A importância da interação adulto-criança no processo

de ensino/aprendizagem

No artigo anterior (Ensino de Leitura II), mostramos que a professora Ariane Zanelli havia começado a leitura de uma das histórias do livro Príncipes e Princesas, Sapos e Lagartos - histórias modernas de tempos antigos, de Flávio de Souza e ilustração de Paulo Ricardo Dantas. Ela lia para seus alunos a história “O príncipe desencantado”.

Durante a leitura, a professora fazia perguntas para o grupo, perguntas estas que disparavam antecipações sobre o enredo, sobre sentimentos de personagens, sobre a organização da narrativa. Como ouvintes, os alunos puderam, provocados pelas questões colocadas, expressar a dialogia interior e a compreensão ativa que se dava durante o escutar a história.

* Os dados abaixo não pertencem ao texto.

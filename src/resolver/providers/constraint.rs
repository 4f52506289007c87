//! `//go:build` and legacy `// +build` constraint expressions
//!
//! Grammar: `expr = or; or = and ("||" and)*; and = unary ("&&" unary)*;
//! unary = "!" unary | "(" expr ")" | tag`.

/// Nesting limit for `!` and parentheses
const MAX_DEPTH: usize = 1000;

#[derive(Debug, Clone, PartialEq, Eq)]
pub enum BuildConstraint {
    Tag(String),
    Not(Box<BuildConstraint>),
    And(Vec<BuildConstraint>),
    Or(Vec<BuildConstraint>),
}

#[derive(Debug, Clone, PartialEq, Eq)]
enum Token {
    Tag(String),
    Not,
    And,
    Or,
    LParen,
    RParen,
}

impl BuildConstraint {
    /// Parse the expression after `//go:build`. Returns `None` on syntax
    /// errors and on nesting deeper than the parser accepts.
    pub fn parse(expr: &str) -> Option<Self> {
        let tokens = tokenize(expr)?;
        let mut parser = Parser {
            tokens: &tokens,
            pos: 0,
            depth: 0,
        };
        let parsed = parser.or()?;
        (parser.pos == tokens.len()).then_some(parsed)
    }

    /// Parse the body of one `// +build` line: space-separated options are
    /// OR'ed, comma-separated terms within an option are AND'ed.
    pub fn parse_plus_build(line: &str) -> Option<Self> {
        let options = line
            .split_whitespace()
            .map(|option| {
                option
                    .split(',')
                    .map(|term| {
                        let (negated, tag) = match term.strip_prefix('!') {
                            Some(tag) => (true, tag),
                            None => (false, term),
                        };
                        if tag.is_empty() || !tag.chars().all(is_tag_char) {
                            return None;
                        }
                        let tag = Self::Tag(tag.to_string());
                        Some(if negated { Self::Not(Box::new(tag)) } else { tag })
                    })
                    .collect::<Option<Vec<_>>>()
                    .map(Self::all)
            })
            .collect::<Option<Vec<_>>>()?;
        (!options.is_empty()).then(|| Self::any(options))
    }

    /// Extract and parse the constraint from a Go file header.
    ///
    /// Only comments and blank lines before the package clause are
    /// considered. A `//go:build` line wins; without one, every `// +build`
    /// line must hold. `Ok(None)` means the file carries no constraint.
    pub fn from_source(src: &str) -> Result<Option<Self>, String> {
        let mut plus_build = Vec::new();
        let mut in_block = false;

        for raw in src.lines() {
            let mut line = raw.trim();
            if in_block {
                match line.find("*/") {
                    Some(end) => {
                        in_block = false;
                        line = line[end + 2..].trim_start();
                    }
                    None => continue,
                }
            }
            while let Some(rest) = line.strip_prefix("/*") {
                match rest.find("*/") {
                    Some(end) => line = rest[end + 2..].trim_start(),
                    None => {
                        in_block = true;
                        line = "";
                    }
                }
            }
            if line.is_empty() {
                continue;
            }

            if let Some(expr) = directive(line, "//go:build") {
                return Self::parse(expr)
                    .map(Some)
                    .ok_or_else(|| format!("malformed constraint: {expr}"));
            }
            if let Some(body) = line
                .strip_prefix("//")
                .and_then(|comment| directive(comment.trim_start(), "+build"))
            {
                if !body.is_empty() {
                    let clause = Self::parse_plus_build(body)
                        .ok_or_else(|| format!("malformed +build line: {body}"))?;
                    plus_build.push(clause);
                }
                continue;
            }
            if line.starts_with("//") {
                continue;
            }
            break;
        }

        Ok((!plus_build.is_empty()).then(|| Self::all(plus_build)))
    }

    pub fn eval(&self, satisfied: &dyn Fn(&str) -> bool) -> bool {
        match self {
            Self::Tag(tag) => satisfied(tag),
            Self::Not(inner) => !inner.eval(satisfied),
            Self::And(terms) => terms.iter().all(|t| t.eval(satisfied)),
            Self::Or(terms) => terms.iter().any(|t| t.eval(satisfied)),
        }
    }

    fn all(mut terms: Vec<Self>) -> Self {
        if terms.len() == 1 {
            terms.swap_remove(0)
        } else {
            Self::And(terms)
        }
    }

    fn any(mut terms: Vec<Self>) -> Self {
        if terms.len() == 1 {
            terms.swap_remove(0)
        } else {
            Self::Or(terms)
        }
    }
}

/// Text after `prefix` when `line` is exactly that directive
fn directive<'a>(line: &'a str, prefix: &str) -> Option<&'a str> {
    let rest = line.strip_prefix(prefix)?;
    (rest.is_empty() || rest.starts_with([' ', '\t'])).then(|| rest.trim())
}

fn is_tag_char(c: char) -> bool {
    c.is_alphanumeric() || c == '_' || c == '.'
}

fn tokenize(expr: &str) -> Option<Vec<Token>> {
    let mut tokens = Vec::new();
    let mut chars = expr.chars().peekable();
    while let Some(&c) = chars.peek() {
        match c {
            ' ' | '\t' => {
                chars.next();
            }
            '!' => {
                chars.next();
                tokens.push(Token::Not);
            }
            '(' => {
                chars.next();
                tokens.push(Token::LParen);
            }
            ')' => {
                chars.next();
                tokens.push(Token::RParen);
            }
            '&' | '|' => {
                chars.next();
                if chars.next() != Some(c) {
                    return None;
                }
                tokens.push(if c == '&' { Token::And } else { Token::Or });
            }
            c if is_tag_char(c) => {
                let mut tag = String::new();
                while let Some(&c) = chars.peek() {
                    if is_tag_char(c) {
                        tag.push(c);
                        chars.next();
                    } else {
                        break;
                    }
                }
                tokens.push(Token::Tag(tag));
            }
            _ => return None,
        }
    }
    Some(tokens)
}

struct Parser<'t> {
    tokens: &'t [Token],
    pos: usize,
    depth: usize,
}

impl Parser<'_> {
    fn peek(&self) -> Option<&Token> {
        self.tokens.get(self.pos)
    }

    fn or(&mut self) -> Option<BuildConstraint> {
        let mut terms = vec![self.and()?];
        while self.peek() == Some(&Token::Or) {
            self.pos += 1;
            terms.push(self.and()?);
        }
        Some(BuildConstraint::any(terms))
    }

    fn and(&mut self) -> Option<BuildConstraint> {
        let mut terms = vec![self.unary()?];
        while self.peek() == Some(&Token::And) {
            self.pos += 1;
            terms.push(self.unary()?);
        }
        Some(BuildConstraint::all(terms))
    }

    fn unary(&mut self) -> Option<BuildConstraint> {
        let tokens = self.tokens;
        let token = tokens.get(self.pos)?;
        self.pos += 1;
        match token {
            Token::Not => {
                let inner = self.nested(Self::unary)?;
                Some(BuildConstraint::Not(Box::new(inner)))
            }
            Token::LParen => {
                let inner = self.nested(Self::or)?;
                if self.peek() != Some(&Token::RParen) {
                    return None;
                }
                self.pos += 1;
                Some(inner)
            }
            Token::Tag(tag) => Some(BuildConstraint::Tag(tag.clone())),
            _ => None,
        }
    }

    fn nested(
        &mut self,
        parse: impl FnOnce(&mut Self) -> Option<BuildConstraint>,
    ) -> Option<BuildConstraint> {
        if self.depth >= MAX_DEPTH {
            return None;
        }
        self.depth += 1;
        let parsed = parse(self);
        self.depth -= 1;
        parsed
    }
}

No momento seguinte, que agora abordaremos, a professora lê a parte final da mesma história: “A princesa caiu imediatamente em sono profundo, e dizem que até hoje está lá adormecida. Parece que a notícia se espalhou, e os príncipes passam correndo pela frente do castelo onde ela dorme, assobiando e olhando para o outro lado.”

Após a leitura, a professora coloca algumas questões aos alunos. Eles verbalizam suas dúvidas e dão explicações. Enfim se colocam em relação a este final, mostrando o que entenderam a história. Vejam.

A1: Só não entendi um pouco esse final. P: Quem entendeu e pode explicá?

A2: É que... a notícia se espalhou tanto qué pra princesa não pegá príncipe na marra. Ele passa do outro lado, olhando pro outro lado.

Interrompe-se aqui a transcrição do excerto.